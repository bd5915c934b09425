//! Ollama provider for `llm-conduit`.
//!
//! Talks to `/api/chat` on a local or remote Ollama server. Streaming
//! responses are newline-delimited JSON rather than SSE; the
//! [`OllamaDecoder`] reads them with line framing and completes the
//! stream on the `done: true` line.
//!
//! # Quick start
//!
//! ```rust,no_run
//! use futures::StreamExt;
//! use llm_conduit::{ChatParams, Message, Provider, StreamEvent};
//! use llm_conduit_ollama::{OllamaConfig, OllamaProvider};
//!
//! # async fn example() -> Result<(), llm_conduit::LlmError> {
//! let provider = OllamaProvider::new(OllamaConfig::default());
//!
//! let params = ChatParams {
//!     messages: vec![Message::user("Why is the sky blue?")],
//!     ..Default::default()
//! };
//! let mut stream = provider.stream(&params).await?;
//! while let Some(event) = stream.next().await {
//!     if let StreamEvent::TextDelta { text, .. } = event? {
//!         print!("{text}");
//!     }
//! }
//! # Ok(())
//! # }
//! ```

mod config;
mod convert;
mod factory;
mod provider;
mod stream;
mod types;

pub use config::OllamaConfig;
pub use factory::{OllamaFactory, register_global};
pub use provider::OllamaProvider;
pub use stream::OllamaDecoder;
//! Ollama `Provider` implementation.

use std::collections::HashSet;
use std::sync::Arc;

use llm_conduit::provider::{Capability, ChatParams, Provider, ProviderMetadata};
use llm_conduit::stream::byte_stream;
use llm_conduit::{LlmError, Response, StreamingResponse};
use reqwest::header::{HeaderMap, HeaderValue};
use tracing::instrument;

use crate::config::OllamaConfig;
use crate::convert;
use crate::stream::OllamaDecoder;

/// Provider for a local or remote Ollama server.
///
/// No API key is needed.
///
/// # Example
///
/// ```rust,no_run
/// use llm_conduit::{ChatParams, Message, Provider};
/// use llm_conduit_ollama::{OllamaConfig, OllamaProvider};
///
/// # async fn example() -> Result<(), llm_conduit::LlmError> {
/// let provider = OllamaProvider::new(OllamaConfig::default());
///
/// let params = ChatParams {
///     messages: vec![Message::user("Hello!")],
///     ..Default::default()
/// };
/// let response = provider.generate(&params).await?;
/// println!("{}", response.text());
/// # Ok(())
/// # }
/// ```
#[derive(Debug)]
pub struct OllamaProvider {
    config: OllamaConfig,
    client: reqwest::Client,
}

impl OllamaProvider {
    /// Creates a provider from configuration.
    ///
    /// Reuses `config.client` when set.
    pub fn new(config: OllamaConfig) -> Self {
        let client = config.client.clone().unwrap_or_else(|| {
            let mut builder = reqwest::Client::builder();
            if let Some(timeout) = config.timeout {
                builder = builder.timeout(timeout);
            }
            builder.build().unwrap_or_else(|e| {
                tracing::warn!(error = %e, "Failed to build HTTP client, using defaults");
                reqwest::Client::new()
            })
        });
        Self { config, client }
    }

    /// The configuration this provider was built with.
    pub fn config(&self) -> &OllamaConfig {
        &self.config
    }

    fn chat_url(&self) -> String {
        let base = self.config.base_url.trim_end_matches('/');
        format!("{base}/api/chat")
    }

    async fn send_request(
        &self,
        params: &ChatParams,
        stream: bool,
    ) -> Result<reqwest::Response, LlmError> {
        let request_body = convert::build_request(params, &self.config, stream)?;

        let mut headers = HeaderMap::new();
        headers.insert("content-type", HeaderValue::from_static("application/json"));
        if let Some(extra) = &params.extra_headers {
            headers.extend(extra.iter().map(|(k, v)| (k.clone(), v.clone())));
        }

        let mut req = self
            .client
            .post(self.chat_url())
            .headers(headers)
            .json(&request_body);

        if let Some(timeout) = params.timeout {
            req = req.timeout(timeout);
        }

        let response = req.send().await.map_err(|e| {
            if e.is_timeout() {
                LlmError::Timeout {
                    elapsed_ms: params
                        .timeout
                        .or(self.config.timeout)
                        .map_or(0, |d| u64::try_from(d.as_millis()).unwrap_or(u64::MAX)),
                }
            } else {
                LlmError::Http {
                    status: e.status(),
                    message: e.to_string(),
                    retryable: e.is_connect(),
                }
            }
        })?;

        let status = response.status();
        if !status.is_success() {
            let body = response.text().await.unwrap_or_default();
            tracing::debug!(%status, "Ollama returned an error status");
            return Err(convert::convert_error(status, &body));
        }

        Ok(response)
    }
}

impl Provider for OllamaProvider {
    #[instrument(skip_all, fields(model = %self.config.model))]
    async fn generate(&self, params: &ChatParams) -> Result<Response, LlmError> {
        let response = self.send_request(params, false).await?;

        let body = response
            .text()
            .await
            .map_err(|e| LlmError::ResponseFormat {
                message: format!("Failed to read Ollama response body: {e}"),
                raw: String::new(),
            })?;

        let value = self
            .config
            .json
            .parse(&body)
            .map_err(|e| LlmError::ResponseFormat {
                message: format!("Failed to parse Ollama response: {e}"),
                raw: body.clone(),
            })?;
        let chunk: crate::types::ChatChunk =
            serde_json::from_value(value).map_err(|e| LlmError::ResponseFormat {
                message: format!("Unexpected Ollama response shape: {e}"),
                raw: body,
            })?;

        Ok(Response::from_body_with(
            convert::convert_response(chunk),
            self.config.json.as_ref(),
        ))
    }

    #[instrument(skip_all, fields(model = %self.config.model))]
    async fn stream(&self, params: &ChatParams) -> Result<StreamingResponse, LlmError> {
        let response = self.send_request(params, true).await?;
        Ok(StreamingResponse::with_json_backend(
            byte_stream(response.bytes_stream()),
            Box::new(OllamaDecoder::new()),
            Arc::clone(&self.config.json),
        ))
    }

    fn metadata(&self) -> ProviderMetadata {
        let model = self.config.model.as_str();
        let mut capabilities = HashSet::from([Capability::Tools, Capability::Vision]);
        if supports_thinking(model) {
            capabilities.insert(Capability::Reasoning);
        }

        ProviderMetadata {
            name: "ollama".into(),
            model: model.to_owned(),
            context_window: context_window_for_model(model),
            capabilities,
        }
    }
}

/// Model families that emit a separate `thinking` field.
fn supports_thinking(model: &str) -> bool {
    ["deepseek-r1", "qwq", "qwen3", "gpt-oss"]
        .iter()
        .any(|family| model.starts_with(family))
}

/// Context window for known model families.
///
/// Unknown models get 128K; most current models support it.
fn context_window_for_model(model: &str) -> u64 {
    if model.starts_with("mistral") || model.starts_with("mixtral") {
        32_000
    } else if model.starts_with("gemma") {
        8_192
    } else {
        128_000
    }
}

******

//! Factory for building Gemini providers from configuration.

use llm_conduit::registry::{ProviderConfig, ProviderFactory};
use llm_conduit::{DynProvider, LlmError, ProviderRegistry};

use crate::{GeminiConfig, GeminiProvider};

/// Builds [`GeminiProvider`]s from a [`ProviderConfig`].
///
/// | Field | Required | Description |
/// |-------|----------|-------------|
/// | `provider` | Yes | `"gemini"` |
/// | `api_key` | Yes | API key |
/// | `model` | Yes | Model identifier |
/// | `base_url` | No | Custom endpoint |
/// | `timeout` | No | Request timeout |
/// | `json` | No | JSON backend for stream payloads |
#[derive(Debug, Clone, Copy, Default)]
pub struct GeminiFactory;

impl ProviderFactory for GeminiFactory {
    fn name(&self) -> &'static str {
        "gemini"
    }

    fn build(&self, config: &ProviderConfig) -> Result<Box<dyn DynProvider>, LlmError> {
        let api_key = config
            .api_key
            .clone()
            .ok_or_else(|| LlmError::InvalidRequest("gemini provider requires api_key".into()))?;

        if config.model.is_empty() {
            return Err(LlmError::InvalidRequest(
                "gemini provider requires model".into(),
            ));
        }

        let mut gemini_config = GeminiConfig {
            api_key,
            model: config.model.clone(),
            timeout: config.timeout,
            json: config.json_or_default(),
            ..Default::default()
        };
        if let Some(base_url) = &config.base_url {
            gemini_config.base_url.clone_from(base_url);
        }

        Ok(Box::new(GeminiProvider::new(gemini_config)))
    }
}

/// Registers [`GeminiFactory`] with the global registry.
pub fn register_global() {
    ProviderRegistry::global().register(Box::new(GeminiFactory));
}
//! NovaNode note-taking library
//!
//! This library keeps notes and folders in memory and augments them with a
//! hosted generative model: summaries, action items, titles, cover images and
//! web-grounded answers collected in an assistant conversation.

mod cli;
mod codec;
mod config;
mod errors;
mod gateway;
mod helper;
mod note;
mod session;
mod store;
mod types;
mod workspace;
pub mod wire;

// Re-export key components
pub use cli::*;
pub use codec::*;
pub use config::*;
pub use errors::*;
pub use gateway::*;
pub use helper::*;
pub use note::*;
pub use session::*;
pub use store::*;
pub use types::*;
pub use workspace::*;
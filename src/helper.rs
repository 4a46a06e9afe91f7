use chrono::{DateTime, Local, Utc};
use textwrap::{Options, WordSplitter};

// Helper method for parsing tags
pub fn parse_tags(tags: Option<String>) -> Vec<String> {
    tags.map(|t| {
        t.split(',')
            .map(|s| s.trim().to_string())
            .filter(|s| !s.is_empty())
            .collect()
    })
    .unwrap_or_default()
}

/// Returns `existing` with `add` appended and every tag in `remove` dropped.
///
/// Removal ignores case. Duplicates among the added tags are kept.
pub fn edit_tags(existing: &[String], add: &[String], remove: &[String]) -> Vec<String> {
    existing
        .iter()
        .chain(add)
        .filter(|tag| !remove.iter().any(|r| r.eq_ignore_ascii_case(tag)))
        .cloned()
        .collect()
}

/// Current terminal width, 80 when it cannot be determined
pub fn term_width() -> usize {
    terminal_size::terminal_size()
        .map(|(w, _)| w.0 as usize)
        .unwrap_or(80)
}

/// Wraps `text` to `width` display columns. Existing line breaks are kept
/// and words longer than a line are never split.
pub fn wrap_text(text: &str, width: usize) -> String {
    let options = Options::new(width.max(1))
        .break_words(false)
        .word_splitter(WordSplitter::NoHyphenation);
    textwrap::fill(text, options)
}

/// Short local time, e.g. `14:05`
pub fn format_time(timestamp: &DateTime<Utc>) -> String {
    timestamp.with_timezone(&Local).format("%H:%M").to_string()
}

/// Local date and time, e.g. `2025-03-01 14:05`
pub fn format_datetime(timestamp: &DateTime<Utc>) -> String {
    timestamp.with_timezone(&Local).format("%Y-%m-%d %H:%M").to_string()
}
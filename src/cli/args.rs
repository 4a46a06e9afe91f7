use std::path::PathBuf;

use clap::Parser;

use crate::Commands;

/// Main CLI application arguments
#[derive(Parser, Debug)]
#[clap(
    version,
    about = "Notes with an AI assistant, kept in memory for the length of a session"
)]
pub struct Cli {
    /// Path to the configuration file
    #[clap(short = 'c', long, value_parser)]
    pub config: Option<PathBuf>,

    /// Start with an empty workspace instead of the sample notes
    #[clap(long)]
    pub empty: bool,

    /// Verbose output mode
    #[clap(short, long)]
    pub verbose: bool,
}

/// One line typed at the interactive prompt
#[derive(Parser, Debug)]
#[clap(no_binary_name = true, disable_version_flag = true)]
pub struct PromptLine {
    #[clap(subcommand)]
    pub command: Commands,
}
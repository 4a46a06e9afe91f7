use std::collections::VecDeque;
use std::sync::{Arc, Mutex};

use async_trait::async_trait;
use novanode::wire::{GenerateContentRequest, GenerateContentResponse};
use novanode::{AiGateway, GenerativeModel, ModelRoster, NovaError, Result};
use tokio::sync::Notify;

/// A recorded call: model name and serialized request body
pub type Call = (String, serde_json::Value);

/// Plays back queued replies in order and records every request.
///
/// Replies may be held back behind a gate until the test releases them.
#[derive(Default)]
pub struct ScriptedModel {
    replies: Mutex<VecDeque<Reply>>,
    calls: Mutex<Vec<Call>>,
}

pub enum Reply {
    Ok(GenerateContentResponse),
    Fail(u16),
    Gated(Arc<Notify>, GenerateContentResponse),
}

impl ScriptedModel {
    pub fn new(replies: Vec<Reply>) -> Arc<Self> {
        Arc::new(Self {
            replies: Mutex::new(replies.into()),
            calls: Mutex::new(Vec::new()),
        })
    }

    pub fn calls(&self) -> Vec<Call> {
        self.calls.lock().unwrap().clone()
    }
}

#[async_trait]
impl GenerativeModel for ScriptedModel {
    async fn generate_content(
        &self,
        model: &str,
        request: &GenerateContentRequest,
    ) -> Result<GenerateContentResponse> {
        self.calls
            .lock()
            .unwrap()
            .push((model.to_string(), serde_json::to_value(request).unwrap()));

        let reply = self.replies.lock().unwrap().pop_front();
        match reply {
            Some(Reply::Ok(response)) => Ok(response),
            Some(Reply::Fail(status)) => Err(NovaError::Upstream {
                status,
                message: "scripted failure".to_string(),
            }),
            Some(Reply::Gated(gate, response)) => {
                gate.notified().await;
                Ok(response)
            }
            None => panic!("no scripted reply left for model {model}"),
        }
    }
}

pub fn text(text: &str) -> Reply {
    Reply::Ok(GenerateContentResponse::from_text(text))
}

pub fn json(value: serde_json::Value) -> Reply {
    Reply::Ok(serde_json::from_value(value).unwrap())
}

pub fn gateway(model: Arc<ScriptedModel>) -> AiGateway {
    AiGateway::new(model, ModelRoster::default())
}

******

__EXERCISE INSTRUCTIONS__:
Pull every line containing the word "crate" out of the listing.

__FINAL ANSWER__:
use crate::config::OllamaConfig;
use crate::convert;
use crate::stream::OllamaDecoder;
        let chunk: crate::types::ChatChunk =
use crate::{GeminiConfig, GeminiProvider};
use crate::Commands;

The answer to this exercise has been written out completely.